§ **TASK TO COMPLETE**:
Gather the lines below that include the string "Direct", copying each in full.

SOURCE MATERIAL Start Marker

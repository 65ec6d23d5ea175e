//! Configuration for sdlkv
//!
//! Resolves the store endpoints, optional sentinel discovery endpoints and
//! the backend selection. Centralized configuration with sensible defaults.

use std::fmt;

use crate::error::{Result, SdlError};

/// Port used when an address has no configured port
pub const DEFAULT_PORT: u16 = 6379;

/// Main configuration for a storage instance
#[derive(Debug, Clone)]
pub struct Config {
    // -------------------------------------------------------------------------
    // Backend Selection
    // -------------------------------------------------------------------------
    /// Which backend variant serves the facade, chosen once at construction
    pub backend: BackendType,

    // -------------------------------------------------------------------------
    // Endpoint Configuration
    // -------------------------------------------------------------------------
    /// Single service host, used as the only address when `addrs` is empty
    pub host: String,

    /// Store addresses; each address is one shard
    pub addrs: Vec<String>,

    /// Store ports, positionally matched with `addrs`
    pub ports: Vec<u16>,

    /// Sentinel ports; when non-empty, masters are discovered through sentinels
    pub sentinel_ports: Vec<u16>,

    /// Sentinel master names, positionally matched with `addrs`
    pub sentinel_master_names: Vec<String>,

    // -------------------------------------------------------------------------
    // Connection Configuration
    // -------------------------------------------------------------------------
    /// Max pooled connections per endpoint
    pub max_connections: u32,

    /// Connect timeout (milliseconds)
    pub connect_timeout_ms: u64,

    /// Read timeout of the pub/sub reader between control checks (milliseconds)
    pub subscriber_poll_ms: u64,
}

/// Backend variants
#[derive(Debug, Clone, Copy, PartialEq, Eq)]
pub enum BackendType {
    /// Networked store, coherent across processes
    Remote,

    /// Process-local double for tests and offline development
    InMemory,
}

impl BackendType {
    /// Parse the value of `SDL_BACKEND`
    pub fn parse(value: &str) -> Result<Self> {
        match value.to_ascii_lowercase().as_str() {
            "remote" | "redis" => Ok(BackendType::Remote),
            "inmemory" | "in-memory" | "memory" | "dict" => Ok(BackendType::InMemory),
            other => Err(SdlError::Config(format!(
                "unsupported backend '{}', expected 'remote' or 'inmemory'",
                other
            ))),
        }
    }
}

/// One resolved store endpoint
#[derive(Debug, Clone, PartialEq, Eq)]
pub enum Endpoint {
    /// Connect straight to the store
    Direct { host: String, port: u16 },

    /// Ask the sentinel at `host:port` for the master named `master_name`
    Sentinel {
        host: String,
        port: u16,
        master_name: String,
    },
}

impl fmt::Display for Endpoint {
    fn fmt(&self, f: &mut fmt::Formatter<'_>) -> fmt::Result {
        match self {
            Endpoint::Direct { host, port } => write!(f, "{}:{}", host, port),
            Endpoint::Sentinel {
                host,
                port,
                master_name,
            } => write!(f, "sentinel {}:{} master '{}'", host, port, master_name),
        }
    }
}

impl Default for Config {
    fn default() -> Self {
        Self {
            backend: BackendType::Remote,
            host: String::new(),
            addrs: Vec::new(),
            ports: Vec::new(),
            sentinel_ports: Vec::new(),
            sentinel_master_names: Vec::new(),
            max_connections: 20,
            connect_timeout_ms: 5000,
            subscriber_poll_ms: 50,
        }
    }
}

impl Config {
    // =========================================================================
    // Environment Variable Names
    // =========================================================================
    pub const ENV_HOST: &'static str = "DBAAS_SERVICE_HOST";
    pub const ENV_PORTS: &'static str = "DBAAS_SERVICE_PORT";
    pub const ENV_SENTINEL_PORTS: &'static str = "DBAAS_SERVICE_SENTINEL_PORT";
    pub const ENV_MASTER_NAMES: &'static str = "DBAAS_MASTER_NAME";
    pub const ENV_ADDRS: &'static str = "DBAAS_CLUSTER_ADDR_LIST";
    pub const ENV_BACKEND: &'static str = "SDL_BACKEND";

    /// Create a new config builder
    pub fn builder() -> ConfigBuilder {
        ConfigBuilder::default()
    }

    /// Config selecting the in-memory backend
    pub fn in_memory() -> Self {
        Self {
            backend: BackendType::InMemory,
            ..Self::default()
        }
    }

    /// Read the configuration from the process environment
    pub fn from_env() -> Result<Self> {
        Self::from_lookup(|name| std::env::var(name).ok())
    }

    /// Read the configuration through an arbitrary variable lookup
    pub fn from_lookup<F>(lookup: F) -> Result<Self>
    where
        F: Fn(&str) -> Option<String>,
    {
        let backend = match lookup(Self::ENV_BACKEND) {
            Some(value) if !value.is_empty() => BackendType::parse(&value)?,
            _ => BackendType::Remote,
        };

        let list = |name: &str| -> Vec<String> {
            lookup(name)
                .map(|value| value.split(',').map(|s| s.trim().to_string()).collect())
                .unwrap_or_default()
        };

        let host = lookup(Self::ENV_HOST).unwrap_or_default();
        let ports = parse_ports(Self::ENV_PORTS, &list(Self::ENV_PORTS))?;
        let sentinel_ports = parse_ports(Self::ENV_SENTINEL_PORTS, &list(Self::ENV_SENTINEL_PORTS))?;

        let mut builder = Config::builder()
            .backend(backend)
            .host(host)
            .ports(ports)
            .sentinel_ports(sentinel_ports)
            .sentinel_master_names(list(Self::ENV_MASTER_NAMES));

        for addr in list(Self::ENV_ADDRS) {
            builder = builder.addr(addr);
        }

        Ok(builder.build())
    }

    /// Resolve one endpoint per store address
    ///
    /// Applies the completion rules:
    /// 1. No addresses but a host: the host is the only address
    /// 2. Without sentinels: pad a non-empty port list by repeating its last
    ///    port, default the rest to 6379
    /// 3. With sentinels: pad sentinel ports, and a non-empty master-name list,
    ///    the same way
    pub fn endpoints(&self) -> Vec<Endpoint> {
        let mut addrs: Vec<String> = self
            .addrs
            .iter()
            .filter(|addr| !addr.is_empty())
            .cloned()
            .collect();
        if addrs.is_empty() && !self.host.is_empty() {
            addrs.push(self.host.clone());
        }

        if self.sentinel_ports.is_empty() {
            let ports = pad_to(&self.ports, addrs.len());
            addrs
                .into_iter()
                .enumerate()
                .map(|(i, host)| Endpoint::Direct {
                    host,
                    port: ports.get(i).copied().unwrap_or(DEFAULT_PORT),
                })
                .collect()
        } else {
            let ports = pad_to(&self.sentinel_ports, addrs.len());
            let names = pad_to(&self.sentinel_master_names, addrs.len());
            addrs
                .into_iter()
                .enumerate()
                .map(|(i, host)| Endpoint::Sentinel {
                    host,
                    port: ports[i],
                    master_name: names.get(i).cloned().unwrap_or_default(),
                })
                .collect()
        }
    }
}

impl fmt::Display for Config {
    fn fmt(&self, f: &mut fmt::Formatter<'_>) -> fmt::Result {
        let endpoints: Vec<String> = self.endpoints().iter().map(|e| e.to_string()).collect();
        write!(
            f,
            "backend={:?} host='{}' endpoints=[{}] max_connections={}",
            self.backend,
            self.host,
            endpoints.join(", "),
            self.max_connections
        )
    }
}

/// Builder for Config
#[derive(Default)]
pub struct ConfigBuilder {
    config: Config,
}

impl ConfigBuilder {
    /// Select the backend variant
    pub fn backend(mut self, backend: BackendType) -> Self {
        self.config.backend = backend;
        self
    }

    /// Set the single service host
    pub fn host(mut self, host: impl Into<String>) -> Self {
        self.config.host = host.into();
        self
    }

    /// Append a store address
    pub fn addr(mut self, addr: impl Into<String>) -> Self {
        self.config.addrs.push(addr.into());
        self
    }

    /// Set the store ports
    pub fn ports(mut self, ports: Vec<u16>) -> Self {
        self.config.ports = ports;
        self
    }

    /// Set the sentinel ports
    pub fn sentinel_ports(mut self, ports: Vec<u16>) -> Self {
        self.config.sentinel_ports = ports;
        self
    }

    /// Set the sentinel master names
    pub fn sentinel_master_names(mut self, names: Vec<String>) -> Self {
        self.config.sentinel_master_names = names;
        self
    }

    /// Set the pool size per endpoint
    pub fn max_connections(mut self, count: u32) -> Self {
        self.config.max_connections = count;
        self
    }

    /// Set the connect timeout (in milliseconds)
    pub fn connect_timeout_ms(mut self, ms: u64) -> Self {
        self.config.connect_timeout_ms = ms;
        self
    }

    /// Set the pub/sub read timeout (in milliseconds)
    pub fn subscriber_poll_ms(mut self, ms: u64) -> Self {
        self.config.subscriber_poll_ms = ms;
        self
    }

    pub fn build(self) -> Config {
        self.config
    }
}

// =============================================================================
// Private Helpers
// =============================================================================

fn parse_ports(var: &str, values: &[String]) -> Result<Vec<u16>> {
    values
        .iter()
        .filter(|v| !v.is_empty())
        .map(|v| {
            v.parse::<u16>()
                .map_err(|_| SdlError::Config(format!("invalid port '{}' in {}", v, var)))
        })
        .collect()
}

/// Pad `values` to `len` by repeating its last element; empty stays empty
fn pad_to<T: Clone>(values: &[T], len: usize) -> Vec<T> {
    let mut out = values.to_vec();
    if let Some(last) = values.last() {
        while out.len() < len {
            out.push(last.clone());
        }
    }
    out
}
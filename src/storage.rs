//! Storage Module
//!
//! The synchronous facade every caller goes through.
//!
//! ## Responsibilities
//! - Validate arguments before anything reaches a backend
//! - Normalize collection-shaped arguments (any iterable of keys, channels or
//!   members; duplicates collapse; empty inputs short-circuit)
//! - Sort outputs that have a deterministic order
//! - Delegate to the backend chosen at construction
//!
//! ## Example
//! ```
//! use std::collections::HashMap;
//! use sdlkv::SyncStorage;
//!
//! let sdl = SyncStorage::in_memory();
//! let mut data = HashMap::new();
//! data.insert("my_key".to_string(), b"my_value".to_vec());
//! sdl.set("ns", &data).unwrap();
//!
//! assert_eq!(sdl.find_keys("ns", "my_k*").unwrap(), vec!["my_key"]);
//! ```

use std::collections::{BTreeMap, BTreeSet, HashMap, HashSet};
use std::fmt;
use std::sync::atomic::{AtomicBool, Ordering};
use std::sync::Arc;
use std::time::Duration;

use crate::backend::{self, DbBackend, MemoryBackend};
use crate::config::Config;
use crate::error::{Result, SdlError};
use crate::events::Event;
use crate::keyspace::{self, ChannelsAndEvents};
use crate::lock::SyncLock;

/// Shared data layer storage
///
/// ## Concurrency
/// All calls are blocking round trips and may be issued from any number of
/// threads at once. Notifications are delivered on a separate thread once
/// `start_event_listener()` was called, or on the caller's thread by
/// `handle_events()`.
pub struct SyncStorage {
    backend: Arc<dyn DbBackend>,
    closed: Arc<AtomicBool>,
}

impl SyncStorage {
    /// Open storage on the backend selected by `config`
    pub fn new(config: &Config) -> Result<Self> {
        tracing::info!(%config, "opening storage");
        Ok(Self::with_backend(backend::open(config)?))
    }

    /// Open storage configured from the process environment
    pub fn from_env() -> Result<Self> {
        Self::new(&Config::from_env()?)
    }

    /// Storage over a fresh in-memory backend
    pub fn in_memory() -> Self {
        Self::with_backend(Arc::new(MemoryBackend::new()))
    }

    /// Storage over an already constructed backend
    pub fn with_backend(backend: Arc<dyn DbBackend>) -> Self {
        Self {
            backend,
            closed: Arc::new(AtomicBool::new(false)),
        }
    }

    // =========================================================================
    // Lifecycle
    // =========================================================================

    /// Whether every backend endpoint answers; any failure counts as inactive
    pub fn is_active(&self) -> bool {
        if self.closed.load(Ordering::Acquire) {
            return false;
        }
        match self.backend.is_connected() {
            Ok(connected) => connected,
            Err(e) => {
                tracing::debug!("storage inactive: {}", e);
                false
            }
        }
    }

    /// Stop notification delivery and release connections
    ///
    /// Idempotent. Every later operation fails with `NotConnected`.
    pub fn close(&self) {
        if self.closed.swap(true, Ordering::AcqRel) {
            return;
        }
        self.backend.close();
        tracing::info!("storage closed");
    }

    // =========================================================================
    // Point Operations
    // =========================================================================

    /// Write every pair of `data`
    pub fn set(&self, ns: &str, data: &HashMap<String, Vec<u8>>) -> Result<()> {
        self.ensure_open()?;
        if data.is_empty() {
            return Ok(());
        }
        self.backend.set(ns, data)
    }

    /// Replace the value of `key` with `new_data` only if it currently equals
    /// `old_data`
    pub fn set_if(&self, ns: &str, key: &str, old_data: &[u8], new_data: &[u8]) -> Result<bool> {
        self.ensure_open()?;
        self.backend.set_if(ns, key, old_data, new_data)
    }

    /// Write `key` only if it does not exist yet
    pub fn set_if_not_exists(&self, ns: &str, key: &str, data: &[u8]) -> Result<bool> {
        self.ensure_open()?;
        self.backend.set_if_not_exists(ns, key, data)
    }

    /// Values of the keys found, ordered by key; absent keys are omitted
    pub fn get<I, K>(&self, ns: &str, keys: I) -> Result<BTreeMap<String, Vec<u8>>>
    where
        I: IntoIterator<Item = K>,
        K: Into<String>,
    {
        self.ensure_open()?;
        let keys = normalize(keys);
        if keys.is_empty() {
            return Ok(BTreeMap::new());
        }
        Ok(self.backend.get(ns, &keys)?.into_iter().collect())
    }

    /// Keys matching a glob pattern, sorted
    ///
    /// Not atomic and not isolated: keys written or removed concurrently may
    /// or may not be reported.
    pub fn find_keys(&self, ns: &str, pattern: &str) -> Result<Vec<String>> {
        self.ensure_open()?;
        let mut keys = self.backend.find_keys(ns, pattern)?;
        keys.sort();
        keys.dedup();
        Ok(keys)
    }

    /// Keys matching a glob pattern with their values, ordered by key
    ///
    /// Same isolation caveat as `find_keys`.
    pub fn find_and_get(&self, ns: &str, pattern: &str) -> Result<BTreeMap<String, Vec<u8>>> {
        self.ensure_open()?;
        Ok(self.backend.find_and_get(ns, pattern)?.into_iter().collect())
    }

    /// Remove keys; absent keys are ignored
    pub fn remove<I, K>(&self, ns: &str, keys: I) -> Result<()>
    where
        I: IntoIterator<Item = K>,
        K: Into<String>,
    {
        self.ensure_open()?;
        let keys = normalize(keys);
        if keys.is_empty() {
            return Ok(());
        }
        self.backend.remove(ns, &keys)
    }

    /// Remove `key` only if it currently stores `data`
    pub fn remove_if(&self, ns: &str, key: &str, data: &[u8]) -> Result<bool> {
        self.ensure_open()?;
        self.backend.remove_if(ns, key, data)
    }

    /// Remove every key of the namespace
    ///
    /// Scans, then deletes; keys written during the call may survive.
    pub fn remove_all(&self, ns: &str) -> Result<()> {
        self.ensure_open()?;
        let keys = self.backend.find_keys(ns, "*")?;
        if keys.is_empty() {
            return Ok(());
        }
        tracing::debug!(ns, keys = keys.len(), "remove_all");
        self.backend.remove(ns, &keys)
    }

    // =========================================================================
    // Group Operations
    // =========================================================================

    /// Add members to a group, creating it on first use
    pub fn add_member<I, M>(&self, ns: &str, group: &str, members: I) -> Result<()>
    where
        I: IntoIterator<Item = M>,
        M: Into<Vec<u8>>,
    {
        self.ensure_open()?;
        let members = member_set(members);
        if members.is_empty() {
            return Ok(());
        }
        self.backend.add_member(ns, group, &members)
    }

    /// Remove members; unknown members and groups are ignored
    pub fn remove_member<I, M>(&self, ns: &str, group: &str, members: I) -> Result<()>
    where
        I: IntoIterator<Item = M>,
        M: Into<Vec<u8>>,
    {
        self.ensure_open()?;
        let members = member_set(members);
        if members.is_empty() {
            return Ok(());
        }
        self.backend.remove_member(ns, group, &members)
    }

    pub fn remove_group(&self, ns: &str, group: &str) -> Result<()> {
        self.ensure_open()?;
        self.backend.remove_group(ns, group)
    }

    /// Members of a group; an absent group is empty
    pub fn get_members(&self, ns: &str, group: &str) -> Result<HashSet<Vec<u8>>> {
        self.ensure_open()?;
        self.backend.get_members(ns, group)
    }

    pub fn is_member(&self, ns: &str, group: &str, member: &[u8]) -> Result<bool> {
        self.ensure_open()?;
        self.backend.is_member(ns, group, member)
    }

    /// Number of members; 0 for an absent group
    pub fn group_size(&self, ns: &str, group: &str) -> Result<usize> {
        self.ensure_open()?;
        self.backend.group_size(ns, group)
    }

    // =========================================================================
    // Write + Publish
    // =========================================================================
    // Each combinator publishes its events if and only if the mutation took
    // effect, in the same indivisible step.

    pub fn set_and_publish(
        &self,
        ns: &str,
        channels_and_events: &ChannelsAndEvents,
        data: &HashMap<String, Vec<u8>>,
    ) -> Result<()> {
        self.ensure_open()?;
        keyspace::validate_events(channels_and_events)?;
        self.backend.set_and_publish(ns, channels_and_events, data)
    }

    pub fn set_if_and_publish(
        &self,
        ns: &str,
        channels_and_events: &ChannelsAndEvents,
        key: &str,
        old_data: &[u8],
        new_data: &[u8],
    ) -> Result<bool> {
        self.ensure_open()?;
        keyspace::validate_events(channels_and_events)?;
        self.backend
            .set_if_and_publish(ns, channels_and_events, key, old_data, new_data)
    }

    pub fn set_if_not_exists_and_publish(
        &self,
        ns: &str,
        channels_and_events: &ChannelsAndEvents,
        key: &str,
        data: &[u8],
    ) -> Result<bool> {
        self.ensure_open()?;
        keyspace::validate_events(channels_and_events)?;
        self.backend
            .set_if_not_exists_and_publish(ns, channels_and_events, key, data)
    }

    pub fn remove_and_publish<I, K>(
        &self,
        ns: &str,
        channels_and_events: &ChannelsAndEvents,
        keys: I,
    ) -> Result<()>
    where
        I: IntoIterator<Item = K>,
        K: Into<String>,
    {
        self.ensure_open()?;
        keyspace::validate_events(channels_and_events)?;
        let keys = normalize(keys);
        self.backend.remove_and_publish(ns, channels_and_events, &keys)
    }

    pub fn remove_if_and_publish(
        &self,
        ns: &str,
        channels_and_events: &ChannelsAndEvents,
        key: &str,
        data: &[u8],
    ) -> Result<bool> {
        self.ensure_open()?;
        keyspace::validate_events(channels_and_events)?;
        self.backend
            .remove_if_and_publish(ns, channels_and_events, key, data)
    }

    /// Remove every key of the namespace, then publish
    ///
    /// Best effort like `remove_all`.
    pub fn remove_all_and_publish(&self, ns: &str, channels_and_events: &ChannelsAndEvents) -> Result<()> {
        self.ensure_open()?;
        keyspace::validate_events(channels_and_events)?;
        self.backend.remove_all_and_publish(ns, channels_and_events)
    }

    // =========================================================================
    // Notifications
    // =========================================================================

    /// Register `callback` for channels of a namespace
    ///
    /// The callback receives the channel name without namespace and the
    /// events published together. Subscribing a channel again replaces its
    /// callback.
    pub fn subscribe_channel<F, I, C>(&self, ns: &str, callback: F, channels: I) -> Result<()>
    where
        F: Fn(&str, &[String]) + Send + Sync + 'static,
        I: IntoIterator<Item = C>,
        C: Into<String>,
    {
        self.ensure_open()?;
        let channels = normalize(channels);
        if channels.is_empty() {
            return Ok(());
        }
        self.backend.subscribe_channel(ns, Arc::new(callback), &channels)
    }

    pub fn unsubscribe_channel<I, C>(&self, ns: &str, channels: I) -> Result<()>
    where
        I: IntoIterator<Item = C>,
        C: Into<String>,
    {
        self.ensure_open()?;
        let channels = normalize(channels);
        if channels.is_empty() {
            return Ok(());
        }
        self.backend.unsubscribe_channel(ns, &channels)
    }

    /// Deliver notifications on a dedicated thread from now on
    ///
    /// Fails without subscriptions, when already started, or after
    /// `handle_events()` was used.
    pub fn start_event_listener(&self) -> Result<()> {
        self.ensure_open()?;
        self.backend.start_event_listener()
    }

    /// Deliver at most one pending notification on the caller's thread
    ///
    /// Invokes the channel's callback and returns the channel and events.
    /// Fails once `start_event_listener()` was called.
    pub fn handle_events(&self) -> Result<Option<Event>> {
        self.ensure_open()?;
        self.backend.handle_events()
    }

    // =========================================================================
    // Locks
    // =========================================================================

    /// Handle to the lock `name` of a namespace; does not acquire it
    pub fn get_lock_resource(&self, ns: &str, name: &str, expiration: Duration) -> Result<SyncLock> {
        self.ensure_open()?;
        SyncLock::new(
            Arc::clone(&self.backend),
            Arc::clone(&self.closed),
            ns,
            name,
            expiration,
        )
    }

    // =========================================================================
    // Private Helpers
    // =========================================================================

    fn ensure_open(&self) -> Result<()> {
        if self.closed.load(Ordering::Acquire) {
            return Err(SdlError::NotConnected("storage is closed".to_string()));
        }
        Ok(())
    }
}

impl fmt::Display for SyncStorage {
    fn fmt(&self, f: &mut fmt::Formatter<'_>) -> fmt::Result {
        let state = if self.closed.load(Ordering::Acquire) {
            "closed"
        } else {
            "open"
        };
        write!(f, "SyncStorage({}, {})", self.backend.describe(), state)
    }
}

impl Drop for SyncStorage {
    fn drop(&mut self) {
        self.close();
    }
}

/// Collapse any iterable of names into a sorted, duplicate-free list
fn normalize<I, K>(items: I) -> Vec<String>
where
    I: IntoIterator<Item = K>,
    K: Into<String>,
{
    items
        .into_iter()
        .map(Into::into)
        .collect::<BTreeSet<String>>()
        .into_iter()
        .collect()
}

fn member_set<I, M>(members: I) -> HashSet<Vec<u8>>
where
    I: IntoIterator<Item = M>,
    M: Into<Vec<u8>>,
{
    members.into_iter().map(Into::into).collect()
}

SOURCE MATERIAL End Marker

§ **TASK ANSWER**:
    Direct { host: String, port: u16 },
            Endpoint::Direct { host, port } => write!(f, "{}:{}", host, port),
                .map(|(i, host)| Endpoint::Direct {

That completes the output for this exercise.